COLUMBIA, Mo. — Missouri farmers are continuing to express serious reservations this week about the Trump administration’s $12 billion aid package for those who are losing their livelihoods to the President’s trade war. As Adams County Farm Bureau President Rick Edwards told the Herald-Whig, “farmers want trade, not aid.” According to a recent analysis from the University of Missouri’s Commercial Agriculture Program, this summer’s $2 drop in soybeans price will result in nearly a half billion dollars in lost revenue for Missouri farmers.

Even as Missouri’s economy takes a hit and farmers worry about potential long-term impacts from the tariffs, Josh Hawley has repeatedly doubled down on his support for the President’s trade war.

From the Herald-Whig:

When asked about the $12 billion in aid offered to U.S. farmers last week, Adams County Farm Bureau President Rick Edwards didn’t hesitate.

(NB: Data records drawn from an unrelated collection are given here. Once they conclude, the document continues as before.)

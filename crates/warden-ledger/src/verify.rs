//! Chain verification by recomputation.

use warden_types::{Receipt, ReceiptId};

/// Result of recomputing a receipt chain.
#[derive(Clone, Debug)]
pub struct ChainVerification {
    pub ok: bool,
    /// Entries checked before stopping (all of them when `ok`).
    pub checked: usize,
    /// The first entry whose stored hash or linkage diverges.
    pub first_bad_id: Option<ReceiptId>,
    pub first_bad_index: Option<usize>,
    pub detail: Option<String>,
}

impl ChainVerification {
    fn ok(checked: usize) -> Self {
        Self {
            ok: true,
            checked,
            first_bad_id: None,
            first_bad_index: None,
            detail: None,
        }
    }

    fn bad(index: usize, entry: &Receipt, detail: String) -> Self {
        Self {
            ok: false,
            checked: index,
            first_bad_id: Some(entry.id.clone()),
            first_bad_index: Some(index),
            detail: Some(detail),
        }
    }
}

/// Recompute every hash from entry 1 and report the first divergence.
///
/// Any mutation of any stored field — including `hash` itself — makes
/// the mutated entry the first reported divergence.
pub fn verify_chain(entries: &[Receipt]) -> ChainVerification {
    let mut expected_prev: Option<&str> = None;

    for (index, entry) in entries.iter().enumerate() {
        if entry.prev_hash.as_deref() != expected_prev {
            return ChainVerification::bad(
                index,
                entry,
                format!(
                    "broken link: expected prev {:?}, stored {:?}",
                    expected_prev, entry.prev_hash
                ),
            );
        }

        let recomputed = entry.compute_hash();
        if recomputed != entry.hash {
            return ChainVerification::bad(
                index,
                entry,
                format!("hash mismatch: recomputed {recomputed}, stored {}", entry.hash),
            );
        }

        expected_prev = Some(entry.hash.as_str());
    }

    ChainVerification::ok(entries.len())
}
//! Capability lookup for registered adapters.

use crate::Adapter;
use std::collections::HashMap;
use std::sync::Arc;

/// Maps capability tags to adapter instances. Built once at startup and
/// shared read-only afterwards.
#[derive(Default)]
pub struct AdapterRegistry {
    adapters: HashMap<String, Arc<dyn Adapter>>,
}

impl AdapterRegistry {
    pub fn new() -> Self {
        Self::default()
    }

    /// Register an adapter under its own capability tag. A later
    /// registration for the same tag replaces the earlier one.
    pub fn register(&mut self, adapter: Arc<dyn Adapter>) {
        self.adapters
            .insert(adapter.capability().to_string(), adapter);
    }

    pub fn get(&self, capability: &str) -> Option<Arc<dyn Adapter>> {
        self.adapters.get(capability).cloned()
    }

    pub fn capabilities(&self) -> Vec<&str> {
        let mut caps: Vec<&str> = self.adapters.keys().map(String::as_str).collect();
        caps.sort_unstable();
        caps
    }

    /// Check that every capability in `uses` has a registered adapter,
    /// returning the missing tags.
    pub fn missing_capabilities(&self, uses: &[String]) -> Vec<String> {
        uses.iter()
            .filter(|u| !self.adapters.contains_key(u.as_str()))
            .cloned()
            .collect()
    }
}
//! Pre-execution definition validation.
//!
//! Pure and side-effect-free: all checks run to completion and the full
//! itemized issue list comes back. No ledger entry is ever written for
//! a rejected definition.

use crate::{Scheduling, WorkflowDefinition};
use serde::{Deserialize, Serialize};
use std::collections::{HashMap, HashSet, VecDeque};
use warden_types::NodeId;

/// What kind of check a validation issue came from.
#[derive(Clone, Copy, Debug, PartialEq, Eq, Serialize, Deserialize)]
#[serde(rename_all = "snake_case")]
pub enum IssueCode {
    EmptyField,
    BadRetry,
    DuplicateNodeId,
    UnknownTarget,
    UnknownDependency,
    UnknownWhenRef,
    SelfReference,
    UndeclaredCapability,
    NoEntryNode,
    UnreachableNode,
    DependencyCycle,
}

/// One itemized validation failure.
#[derive(Clone, Debug, Serialize, Deserialize)]
pub struct ValidationIssue {
    pub code: IssueCode,
    #[serde(default, skip_serializing_if = "Option::is_none")]
    pub node_id: Option<NodeId>,
    pub message: String,
}

impl ValidationIssue {
    fn new(code: IssueCode, node_id: Option<NodeId>, message: impl Into<String>) -> Self {
        Self {
            code,
            node_id,
            message: message.into(),
        }
    }
}

impl std::fmt::Display for ValidationIssue {
    fn fmt(&self, f: &mut std::fmt::Formatter<'_>) -> std::fmt::Result {
        match &self.node_id {
            Some(node) => write!(f, "[{:?}] node '{}': {}", self.code, node, self.message),
            None => write!(f, "[{:?}] {}", self.code, self.message),
        }
    }
}

/// Run every check against a definition. `Ok` means fully accepted;
/// `Err` carries the complete issue list.
pub fn validate(definition: &WorkflowDefinition) -> Result<(), Vec<ValidationIssue>> {
    let mut issues = Vec::new();

    if definition.nodes.is_empty() {
        issues.push(ValidationIssue::new(
            IssueCode::NoEntryNode,
            None,
            "definition has no nodes",
        ));
        return Err(issues);
    }

    let ids: HashSet<&NodeId> = definition.nodes.iter().map(|n| &n.id).collect();
    let declared: HashSet<&str> = definition.uses.iter().map(String::as_str).collect();

    check_shapes(definition, &mut issues);
    check_duplicates(definition, &mut issues);
    check_references(definition, &ids, &mut issues);
    check_scopes(definition, &declared, &mut issues);
    check_cycles(definition, &mut issues);
    check_reachability(definition, &mut issues);

    if issues.is_empty() {
        Ok(())
    } else {
        Err(issues)
    }
}

fn check_shapes(definition: &WorkflowDefinition, issues: &mut Vec<ValidationIssue>) {
    for node in &definition.nodes {
        for (field, value) in [
            ("id", node.id.as_str()),
            ("uses", node.uses.as_str()),
            ("action", node.action.as_str()),
        ] {
            if value.trim().is_empty() {
                issues.push(ValidationIssue::new(
                    IssueCode::EmptyField,
                    Some(node.id.clone()),
                    format!("field '{field}' must not be empty"),
                ));
            }
        }

        if node.retry.max_attempts == 0 {
            issues.push(ValidationIssue::new(
                IssueCode::BadRetry,
                Some(node.id.clone()),
                "retry.max_attempts must be at least 1",
            ));
        }
    }
}

fn check_duplicates(definition: &WorkflowDefinition, issues: &mut Vec<ValidationIssue>) {
    let mut seen = HashSet::new();
    for node in &definition.nodes {
        if !seen.insert(&node.id) {
            issues.push(ValidationIssue::new(
                IssueCode::DuplicateNodeId,
                Some(node.id.clone()),
                "node id declared more than once",
            ));
        }
    }
}

fn check_references(
    definition: &WorkflowDefinition,
    ids: &HashSet<&NodeId>,
    issues: &mut Vec<ValidationIssue>,
) {
    for node in &definition.nodes {
        for (label, target) in [("on_success", &node.on_success), ("on_failure", &node.on_failure)]
        {
            if let Some(target) = target {
                if !ids.contains(target) {
                    issues.push(ValidationIssue::new(
                        IssueCode::UnknownTarget,
                        Some(node.id.clone()),
                        format!("{label} targets unknown node '{target}'"),
                    ));
                }
            }
        }

        for dep in &node.depends_on {
            if !ids.contains(dep) {
                issues.push(ValidationIssue::new(
                    IssueCode::UnknownDependency,
                    Some(node.id.clone()),
                    format!("depends_on references unknown node '{dep}'"),
                ));
            } else if dep == &node.id {
                issues.push(ValidationIssue::new(
                    IssueCode::SelfReference,
                    Some(node.id.clone()),
                    "node depends on itself",
                ));
            }
        }

        if let Some(when) = &node.when {
            if !ids.contains(&when.source) {
                issues.push(ValidationIssue::new(
                    IssueCode::UnknownWhenRef,
                    Some(node.id.clone()),
                    format!("when.ref references unknown node '{}'", when.source),
                ));
            } else if when.source == node.id {
                issues.push(ValidationIssue::new(
                    IssueCode::SelfReference,
                    Some(node.id.clone()),
                    "when.ref references the node itself",
                ));
            }
        }
    }
}

fn check_scopes(
    definition: &WorkflowDefinition,
    declared: &HashSet<&str>,
    issues: &mut Vec<ValidationIssue>,
) {
    for node in &definition.nodes {
        if !node.uses.trim().is_empty() && !declared.contains(node.uses.as_str()) {
            issues.push(ValidationIssue::new(
                IssueCode::UndeclaredCapability,
                Some(node.id.clone()),
                format!("capability '{}' is not covered by declared uses", node.uses),
            ));
        }
    }
}

fn check_cycles(definition: &WorkflowDefinition, issues: &mut Vec<ValidationIssue>) {
    // Kahn's algorithm over the dependency edges; leftover nodes sit on
    // a cycle.
    let mut indegree: HashMap<&NodeId, usize> = definition
        .nodes
        .iter()
        .map(|n| {
            let valid_deps = n
                .depends_on
                .iter()
                .filter(|d| definition.get_node(d).is_some() && *d != &n.id)
                .count();
            (&n.id, valid_deps)
        })
        .collect();

    let mut queue: VecDeque<&NodeId> = indegree
        .iter()
        .filter(|(_, &deg)| deg == 0)
        .map(|(id, _)| *id)
        .collect();
    let mut resolved = 0usize;

    while let Some(current) = queue.pop_front() {
        resolved += 1;
        for dependent in definition.dependents_of(current) {
            if let Some(deg) = indegree.get_mut(&dependent.id) {
                *deg = deg.saturating_sub(1);
                if *deg == 0 {
                    queue.push_back(&dependent.id);
                }
            }
        }
    }

    if resolved < definition.nodes.len() {
        let mut stuck: Vec<String> = indegree
            .iter()
            .filter(|(_, &deg)| deg > 0)
            .map(|(id, _)| id.to_string())
            .collect();
        stuck.sort();
        issues.push(ValidationIssue::new(
            IssueCode::DependencyCycle,
            None,
            format!("dependency cycle involving: {}", stuck.join(", ")),
        ));
    }
}

fn check_reachability(definition: &WorkflowDefinition, issues: &mut Vec<ValidationIssue>) {
    let entries = definition.entry_nodes();
    if entries.is_empty() {
        issues.push(ValidationIssue::new(
            IssueCode::NoEntryNode,
            None,
            "no node is eligible to start (every node has dependencies)",
        ));
        return;
    }

    // BFS over routing edges, implicit successors (sequential mode),
    // and dependency edges (graph mode).
    let sequential = definition.scheduling() == Scheduling::Sequential;
    let mut visited: HashSet<NodeId> = HashSet::new();
    let mut queue: VecDeque<NodeId> = entries.iter().map(|n| n.id.clone()).collect();

    while let Some(current) = queue.pop_front() {
        if !visited.insert(current.clone()) {
            continue;
        }
        let Some(node) = definition.get_node(&current) else {
            continue;
        };

        let mut targets: Vec<NodeId> = Vec::new();
        if let Some(t) = &node.on_success {
            targets.push(t.clone());
        }
        if let Some(t) = &node.on_failure {
            targets.push(t.clone());
        }
        if sequential && node.on_success.is_none() {
            if let Some(next) = definition.successor_of(&current) {
                targets.push(next.id.clone());
            }
        }
        for dependent in definition.dependents_of(&current) {
            targets.push(dependent.id.clone());
        }

        for target in targets {
            if !visited.contains(&target) {
                queue.push_back(target);
            }
        }
    }

    for node in &definition.nodes {
        if !visited.contains(&node.id) {
            issues.push(ValidationIssue::new(
                IssueCode::UnreachableNode,
                Some(node.id.clone()),
                "node is not reachable from any entry node",
            ));
        }
    }
}
//! Resume-from-history reconstruction.
//!
//! A pure function so resume logic is testable without a running job:
//! given a definition and the history recorded so far, return exactly
//! the unexecuted remainder. A node already present in history is never
//! returned, whatever its status.

use std::collections::{HashMap, HashSet};
use warden_types::{NodeId, StepRecord, StepStatus};
use warden_workflow::{Scheduling, WorkflowDefinition};

/// The node ids still to run, in the order a fresh runner would reach
/// them. Sequential definitions are walked along their routing edges,
/// assuming the success path for nodes not yet recorded; graph
/// definitions return unrecorded nodes in declaration order, since the
/// scheduler orders them by dependency at run time.
pub fn reconstruct(definition: &WorkflowDefinition, history: &[StepRecord]) -> Vec<NodeId> {
    let recorded: HashMap<&NodeId, &StepRecord> =
        history.iter().map(|r| (&r.node_id, r)).collect();

    match definition.scheduling() {
        Scheduling::Graph => definition
            .nodes
            .iter()
            .filter(|n| !recorded.contains_key(&n.id))
            .map(|n| n.id.clone())
            .collect(),
        Scheduling::Sequential => {
            let mut remaining = Vec::new();
            let mut seen = HashSet::new();
            let mut cursor = definition.nodes.first().map(|n| n.id.clone());

            while let Some(id) = cursor {
                if !seen.insert(id.clone()) {
                    break;
                }
                let Some(node) = definition.get_node(&id) else {
                    break;
                };

                let next_on_success = || {
                    node.on_success
                        .clone()
                        .or_else(|| definition.successor_of(&id).map(|n| n.id.clone()))
                };

                cursor = match recorded.get(&id) {
                    Some(record) => match record.status {
                        StepStatus::Completed => next_on_success(),
                        StepStatus::Failed | StepStatus::Skipped => node.on_failure.clone(),
                    },
                    None => {
                        remaining.push(id.clone());
                        next_on_success()
                    }
                };
            }
            remaining
        }
    }
}

#[cfg(test)]
mod tests {
    use super::*;
    use chrono::Utc;
    use warden_workflow::WorkflowNode;

    fn completed(node: &str) -> StepRecord {
        StepRecord {
            node_id: NodeId::new(node),
            status: StepStatus::Completed,
            receipt_id: None,
            output: None,
            attempts: 1,
            finished_at: Utc::now(),
        }
    }

    fn failed(node: &str) -> StepRecord {
        StepRecord {
            status: StepStatus::Failed,
            ..completed(node)
        }
    }

    fn pipeline() -> WorkflowDefinition {
        WorkflowDefinition::new("d", "Pipeline")
            .with_uses(["records"])
            .add_node(WorkflowNode::new("a", "records", "read"))
            .add_node(WorkflowNode::new("b", "records", "transform"))
            .add_node(WorkflowNode::new("c", "records", "write"))
    }

    #[test]
    fn test_empty_history_returns_whole_plan() {
        let ids = reconstruct(&pipeline(), &[]);
        assert_eq!(ids, vec![NodeId::new("a"), NodeId::new("b"), NodeId::new("c")]);
    }

    #[test]
    fn test_completed_prefix_returns_suffix() {
        let ids = reconstruct(&pipeline(), &[completed("a")]);
        assert_eq!(ids, vec![NodeId::new("b"), NodeId::new("c")]);
    }

    #[test]
    fn test_completed_node_is_never_rerun() {
        let ids = reconstruct(&pipeline(), &[completed("a"), completed("b"), completed("c")]);
        assert!(ids.is_empty());
    }

    #[test]
    fn test_failure_edge_is_followed() {
        let definition = WorkflowDefinition::new("d", "Recovery")
            .with_uses(["records"])
            .add_node(WorkflowNode::new("risky", "records", "write").with_on_failure("cleanup"))
            .add_node(WorkflowNode::new("publish", "records", "write"))
            .add_node(WorkflowNode::new("cleanup", "records", "delete"));

        let ids = reconstruct(&definition, &[failed("risky")]);
        assert_eq!(ids, vec![NodeId::new("cleanup")]);
    }

    #[test]
    fn test_failed_node_without_edge_ends_plan() {
        let ids = reconstruct(&pipeline(), &[failed("a")]);
        assert!(ids.is_empty());
    }

    #[test]
    fn test_graph_mode_returns_unrecorded_nodes() {
        let definition = WorkflowDefinition::new("d", "Fanout")
            .with_uses(["records"])
            .add_node(WorkflowNode::new("seed", "records", "read"))
            .add_node(
                WorkflowNode::new("left", "records", "transform")
                    .with_depends_on([NodeId::new("seed")]),
            )
            .add_node(
                WorkflowNode::new("right", "records", "transform")
                    .with_depends_on([NodeId::new("seed")]),
            );

        let ids = reconstruct(&definition, &[completed("seed"), completed("left")]);
        assert_eq!(ids, vec![NodeId::new("right")]);
    }
}
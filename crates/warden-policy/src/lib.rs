//! Warden policy gate.
//!
//! Every proposed action passes through [`PolicyGate::evaluate_and_record`]
//! before it may run. Evaluation has a side effect by design: the
//! decision is appended to the receipt ledger even for a `Block`, so
//! authorization history lives in the same tamper-evident chain as
//! execution history.
//!
//! Precedence, in order: a high-risk tool without an approval token
//! always requires approval; an exceeded spend cap blocks and names the
//! cap; an auto-approve match allows; otherwise the global approval
//! threshold decides. A high-risk match dominates a spend-cap pass, and
//! auto-approve never overrides a high-risk or exceeded-cap result.

#![deny(unsafe_code)]

mod config;
mod gate;
mod spend;

pub use config::{CapWindow, PolicyConfig, SpendCaps};
pub use gate::PolicyGate;
pub use spend::SpendTracker;

use thiserror::Error;

/// Policy-related errors.
#[derive(Debug, Error)]
pub enum PolicyError {
    #[error("ledger error: {0}")]
    Ledger(#[from] warden_ledger::LedgerError),

    #[error("invalid policy configuration: {0}")]
    InvalidConfig(String),
}

pub type Result<T> = std::result::Result<T, PolicyError>;
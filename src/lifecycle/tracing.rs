//! # Logging
//!
//! [`setup_tracing`] installs a compact `tracing-subscriber` formatter filtered by
//! `RUST_LOG` (default `info`).
//!
//! ## What Gets Logged
//!
//! - **Controller lifecycle**: start, filter changes, dispose, stop
//! - **Snapshots**: every replacement with its version and size
//! - **Writes**: corrections and status changes with the order id
//! - **Failures**: refresh and transport errors at `warn`
//! - **Discarded results**: stale fetches at `debug`
//!
//! ```bash
//! RUST_LOG=debug order-desk watch
//! RUST_LOG=order_desk::sync=debug order-desk list
//! ```
//!
//! A soft poll at `RUST_LOG=info` looks like:
//!
//! ```text
//! INFO Snapshot replaced org=org_1 version=4 size=17 mode=Soft
//! ```
//!
//! With `debug`, the poll tick and fetch that produced it appear first:
//!
//! ```text
//! DEBUG Poll tick org=org_1 ticks=3
//! DEBUG Fetching orders org=org_1 filter=all mode=Soft epoch=0
//! INFO Snapshot replaced org=org_1 version=4 size=17 mode=Soft
//! ```

use tracing_subscriber::EnvFilter;

pub fn setup_tracing() {
    let filter = EnvFilter::try_from_default_env().unwrap_or_else(|_| EnvFilter::new("info"));
    tracing_subscriber::fmt()
        .with_env_filter(filter)
        .with_target(false)
        .compact()
        .init();
}
use crate::clients::TransportError;
use crate::model::{Correction, Order, OrderId, OrderStatus, Org, OrgId, StatusFilter};
use async_trait::async_trait;

/// Read side of the order backend.
#[async_trait]
pub trait OrderSource: Send + Sync {
    /// Current orders of `org`, optionally restricted to one status.
    async fn list(&self, org: &OrgId, filter: StatusFilter) -> Result<Vec<Order>, TransportError>;
}

/// Write side of the order backend. Both calls return the authoritative order.
#[async_trait]
pub trait OrderSink: Send + Sync {
    async fn apply_correction(&self, correction: &Correction) -> Result<Order, TransportError>;

    async fn set_status(&self, id: &OrderId, status: OrderStatus) -> Result<Order, TransportError>;
}

/// Organization metadata for the authenticated merchant.
#[async_trait]
pub trait OrgInfo: Send + Sync {
    async fn get(&self) -> Result<Org, TransportError>;
}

“Farmers want trade, not aid,” he said.

“Farmers would prefer not to be subsidized. They would rather the market provide them an opportunity to sell and make a little bit of profit.”

…Soybean prices had been trading at $10.40 per bushel in May, but fell to about $8.20 a bushel in mid-July before rebounding slightly to $8.50. Prices paid at regional elevators are slightly lower.

The University of Missouri’s Commercial Agriculture Program did an analysis this month showing that for every 10 cent drop in the price of soybeans, it will cost the state’s farmers about $24.7 million in cash receipts. The $2 decrease in soybeans amounts to nearly a half billion dollars in lost revenue, the study concluded.

…”Our farmers are counting on having access to those markets and the demand they create for U.S. soy. What we’re seeing now is a direct hit to not only farmers, but to our rural communities and all of Missouri,” [Missouri Soybean Association President C. Brooks] Hurst said.

…”This is a self-inflicted wound that borrowing $12 billion won’t solve,” U.S. Sen., Claire McCaskill, D-Mo., said last week.

…The Farm Bureau’s Edwards said soybeans to meet market demands will come from somewhere. He thinks China will buy more soybeans from Brazil to meet its demands. If that happens, and Europe buys more soybeans from the United States, it might balance out some of the lost exports to China.

…Soybeans are likely to be the largest sector affected by the programs. Soybean prices have plunged 18 percent in the past two months.